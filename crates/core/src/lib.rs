#![forbid(unsafe_code)]

pub mod error;
pub mod model;
pub mod progression;
pub mod session;
pub mod time;

pub use error::Error;
pub use time::Clock;
use std::sync::Arc;

use quiz_core::model::{ExamResult, ExamResultId, PowerupKind, Question, Subject, User, UserId};
use quiz_core::session::{ExamRules, ExamSession, PowerupEffect, SessionError, SessionState};
use rand::Rng;
use storage::{QuestionBank, QuestionKey};
use storage::repository::{ExamResultRepository, UserRepository};
use tracing::{debug, info, warn};

use super::view::HistoryItem;
use crate::Clock;
use crate::error::ExamError;

/// Outcome of a finished exam after persistence.
#[derive(Debug, Clone, PartialEq)]
pub struct FinishedExam {
    pub result_id: ExamResultId,
    pub result: ExamResult,
    /// The participant with the new XP total.
    pub user: User,
    pub previous_level: u32,
}

impl FinishedExam {
    #[must_use]
    pub fn leveled_up(&self) -> bool {
        self.user.level() > self.previous_level
    }
}

/// Orchestrates exam start, the in-exam actions that need randomness or
/// logging, and persisting finished exams.
#[derive(Clone)]
pub struct ExamService {
    clock: Clock,
    rules: ExamRules,
    bank: Arc<dyn QuestionBank>,
    users: Arc<dyn UserRepository>,
    results: Arc<dyn ExamResultRepository>,
}

impl ExamService {
    #[must_use]
    pub fn new(
        clock: Clock,
        bank: Arc<dyn QuestionBank>,
        users: Arc<dyn UserRepository>,
        results: Arc<dyn ExamResultRepository>,
    ) -> Self {
        Self {
            clock,
            rules: ExamRules::standard(),
            bank,
            users,
            results,
        }
    }

    #[must_use]
    pub fn with_rules(mut self, rules: ExamRules) -> Self {
        self.rules = rules;
        self
    }

    #[must_use]
    pub fn rules(&self) -> ExamRules {
        self.rules
    }

    /// Load the participant's pool for `subject` and start an exam.
    ///
    /// # Errors
    ///
    /// Returns `ExamError::InsufficientQuestions` if the pool is too small
    /// (a missing question file counts as an empty pool), or
    /// `ExamError::Storage` if the pool cannot be read.
    pub async fn start_exam(
        &self,
        user: &User,
        subject: Subject,
    ) -> Result<ExamSession, ExamError> {
        let pool = self.load_pool(user, subject).await?;
        let mut rng = rand::rng();
        self.start_from_pool(subject, pool, &mut rng)
    }

    /// Same as `start_exam`, with a caller-provided random source.
    ///
    /// # Errors
    ///
    /// See `start_exam`.
    pub async fn start_exam_with_rng<R: Rng + ?Sized + Send>(
        &self,
        user: &User,
        subject: Subject,
        rng: &mut R,
    ) -> Result<ExamSession, ExamError> {
        let pool = self.load_pool(user, subject).await?;
        self.start_from_pool(subject, pool, rng)
    }

    async fn load_pool(
        &self,
        user: &User,
        subject: Subject,
    ) -> Result<Vec<Question>, ExamError> {
        let key = QuestionKey::for_exam(user.grade_class, subject, user.religion);
        let pool = self.bank.load_questions(&key).await?;
        debug!(pool = %key, available = pool.len(), "question pool ready");
        Ok(pool)
    }

    fn start_from_pool<R: Rng + ?Sized>(
        &self,
        subject: Subject,
        pool: Vec<Question>,
        rng: &mut R,
    ) -> Result<ExamSession, ExamError> {
        let session = ExamSession::start(subject, pool, self.rules, rng, self.clock.now())
            .map_err(|e| match e {
                SessionError::InsufficientQuestions {
                    available,
                    required,
                } => {
                    warn!(%subject, available, required, "not enough questions to start exam");
                    ExamError::InsufficientQuestions {
                        subject,
                        available,
                        required,
                    }
                }
                other => ExamError::Session(other),
            })?;
        info!(%subject, questions = session.question_count(), "exam started");
        Ok(session)
    }

    /// Buy a power-up for the current question of `session`.
    ///
    /// # Errors
    ///
    /// Returns `ExamError::Session` when the purchase is rejected; nothing is charged.
    pub fn use_powerup(
        &self,
        session: &mut ExamSession,
        kind: PowerupKind,
    ) -> Result<Option<PowerupEffect>, ExamError> {
        let mut rng = rand::rng();
        self.use_powerup_with_rng(session, kind, &mut rng)
    }

    /// Same as `use_powerup`, with a caller-provided random source.
    ///
    /// # Errors
    ///
    /// See `use_powerup`.
    pub fn use_powerup_with_rng<R: Rng + ?Sized>(
        &self,
        session: &mut ExamSession,
        kind: PowerupKind,
        rng: &mut R,
    ) -> Result<Option<PowerupEffect>, ExamError> {
        match session.use_powerup(kind, rng) {
            Ok(effect) => {
                if effect.is_some() {
                    info!(
                        powerup = %kind,
                        question = session.current_index() + 1,
                        remaining_secs = session.time_remaining(),
                        "power-up used"
                    );
                }
                Ok(effect)
            }
            Err(e) => {
                warn!(powerup = %kind, error = %e, "power-up rejected");
                Err(e.into())
            }
        }
    }

    /// Advance the countdown by one second.
    pub fn tick(&self, session: &mut ExamSession) -> SessionState {
        let was_running = !session.is_finished();
        let state = session.tick();
        if was_running && session.is_finished() {
            debug!(subject = %session.subject(), "countdown reached zero");
        }
        state
    }

    /// Persist a finished exam: add the earned XP to the participant's total
    /// and append the result to the history.
    ///
    /// The session is consumed, so it can be persisted only once. A session
    /// that is still running is discarded along with the error.
    ///
    /// # Errors
    ///
    /// Returns `ExamError::Session` if the exam is still running, or
    /// `ExamError::Storage` if persistence fails.
    pub async fn finish_exam(
        &self,
        user: &User,
        session: ExamSession,
    ) -> Result<FinishedExam, ExamError> {
        let result = session.result(user.id, self.clock.now())?;

        let current = self.users.get_user(user.id).await?;
        let previous_level = current.level();
        let updated = current.with_xp_added(result.xp_earned());
        self.users.update_xp(&updated.username, updated.xp).await?;
        let result_id = self.results.append_result(&result).await?;

        info!(
            username = %updated.username,
            subject = %result.subject(),
            score = result.score(),
            xp_earned = result.xp_earned(),
            total_xp = updated.xp,
            reason = %result.finish_reason(),
            "exam finished"
        );

        Ok(FinishedExam {
            result_id,
            result,
            user: updated,
            previous_level,
        })
    }

    /// Drop a running exam without persisting anything.
    pub fn abandon(&self, session: ExamSession) {
        info!(
            subject = %session.subject(),
            answered = session.answered_count(),
            "exam abandoned"
        );
        drop(session);
    }

    /// Most recent finished exams of a participant, newest first.
    ///
    /// # Errors
    ///
    /// Returns `ExamError::Storage` on repository failures.
    pub async fn history(
        &self,
        user_id: UserId,
        limit: u32,
    ) -> Result<Vec<HistoryItem>, ExamError> {
        let rows = self.results.list_results(user_id, limit).await?;
        Ok(rows.iter().map(HistoryItem::from_row).collect())
    }
}

#[cfg(test)]
mod tests {
    use super::*;
    use quiz_core::model::{GradeClass, OptionIndex, Religion};
    use quiz_core::time::{fixed_clock, fixed_now};
    use rand::SeedableRng;
    use rand::rngs::StdRng;
    use storage::InMemoryQuestionBank;
    use storage::repository::{InMemoryRepository, NewUserRecord};

    fn questions(n: usize) -> Vec<Question> {
        (0..n)
            .map(|i| {
                Question::new(
                    format!("Q{i}"),
                    ["a".into(), "b".into(), "c".into(), "d".into()],
                    OptionIndex::B,
                    Some(format!("hint {i}")),
                )
                .unwrap()
            })
            .collect()
    }

    async fn setup(pool_size: usize) -> (ExamService, InMemoryRepository, User) {
        let repo = InMemoryRepository::new();
        let user = repo
            .insert_user(NewUserRecord {
                username: "dewi".into(),
                password_hash: "x".into(),
                xp: 50,
                grade_class: GradeClass::new(10, 4).unwrap(),
                religion: Religion::Islam,
                created_at: fixed_now(),
            })
            .await
            .unwrap();
        let bank = InMemoryQuestionBank::new();
        bank.insert(QuestionKey::new(10, "agama_islam"), questions(pool_size))
            .unwrap();
        let service = ExamService::new(
            fixed_clock(),
            Arc::new(bank),
            Arc::new(repo.clone()),
            Arc::new(repo.clone()),
        );
        (service, repo, user)
    }

    #[tokio::test]
    async fn small_pool_reports_subject() {
        let (service, _repo, user) = setup(19).await;
        let mut rng = StdRng::seed_from_u64(1);
        let err = service
            .start_exam_with_rng(&user, Subject::Religion, &mut rng)
            .await
            .unwrap_err();
        assert!(matches!(
            err,
            ExamError::InsufficientQuestions {
                subject: Subject::Religion,
                available: 19,
                required: 20
            }
        ));
    }

    #[tokio::test]
    async fn missing_pool_cannot_start() {
        let (service, _repo, user) = setup(20).await;
        let err = service.start_exam(&user, Subject::Physics).await.unwrap_err();
        assert!(matches!(
            err,
            ExamError::InsufficientQuestions { available: 0, .. }
        ));
    }

    #[tokio::test]
    async fn finishing_adds_xp_and_records_history() {
        let (service, repo, user) = setup(25).await;
        let mut rng = StdRng::seed_from_u64(2);
        let mut session = service
            .start_exam_with_rng(&user, Subject::Religion, &mut rng)
            .await
            .unwrap();

        while !session.is_finished() {
            session.select_answer(OptionIndex::B).unwrap();
            session.advance().unwrap();
        }

        let finished = service.finish_exam(&user, session).await.unwrap();
        assert_eq!(finished.result.score(), 20);
        assert_eq!(finished.user.xp, 2050);
        assert_eq!(finished.previous_level, 1);
        assert!(finished.leveled_up());
        assert_eq!(repo.get_user(user.id).await.unwrap().xp, 2050);

        let history = service.history(user.id, 10).await.unwrap();
        assert_eq!(history.len(), 1);
        assert_eq!(history[0].id, finished.result_id);
        assert!(history[0].passed);
    }

    #[tokio::test]
    async fn unfinished_exam_is_not_persisted() {
        let (service, _repo, user) = setup(20).await;
        let session = service.start_exam(&user, Subject::Religion).await.unwrap();
        let err = service.finish_exam(&user, session).await.unwrap_err();
        assert!(matches!(err, ExamError::Session(SessionError::NotFinished)));

        assert_eq!(service.users.get_user(user.id).await.unwrap().xp, 0);
        assert!(service.history(user.id, 10).await.unwrap().is_empty());
    }

    #[tokio::test]
    async fn rejected_powerup_leaves_time_untouched() {
        let (service, _repo, user) = setup(20).await;
        let mut session = service.start_exam(&user, Subject::Religion).await.unwrap();
        let mut rng = StdRng::seed_from_u64(4);

        for _ in 0..(5400 - 1199) {
            service.tick(&mut session);
        }
        assert_eq!(session.time_remaining(), 1199);

        let err = service
            .use_powerup_with_rng(&mut session, PowerupKind::Reveal, &mut rng)
            .unwrap_err();
        assert!(matches!(
            err,
            ExamError::Session(SessionError::InsufficientTime { .. })
        ));
        assert_eq!(session.time_remaining(), 1199);

        let effect = service
            .use_powerup_with_rng(&mut session, PowerupKind::Clue, &mut rng)
            .unwrap();
        let clue = session.current_question().clue().map(str::to_owned);
        assert_eq!(effect, Some(PowerupEffect::Clue(clue)));
        assert_eq!(session.time_remaining(), 899);
    }
}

▶ **Exercise directions**:
Copy each line of the records that contains the word "score".

▶ **Answer area**:
            score = result.score(),
        assert_eq!(finished.result.score(), 20);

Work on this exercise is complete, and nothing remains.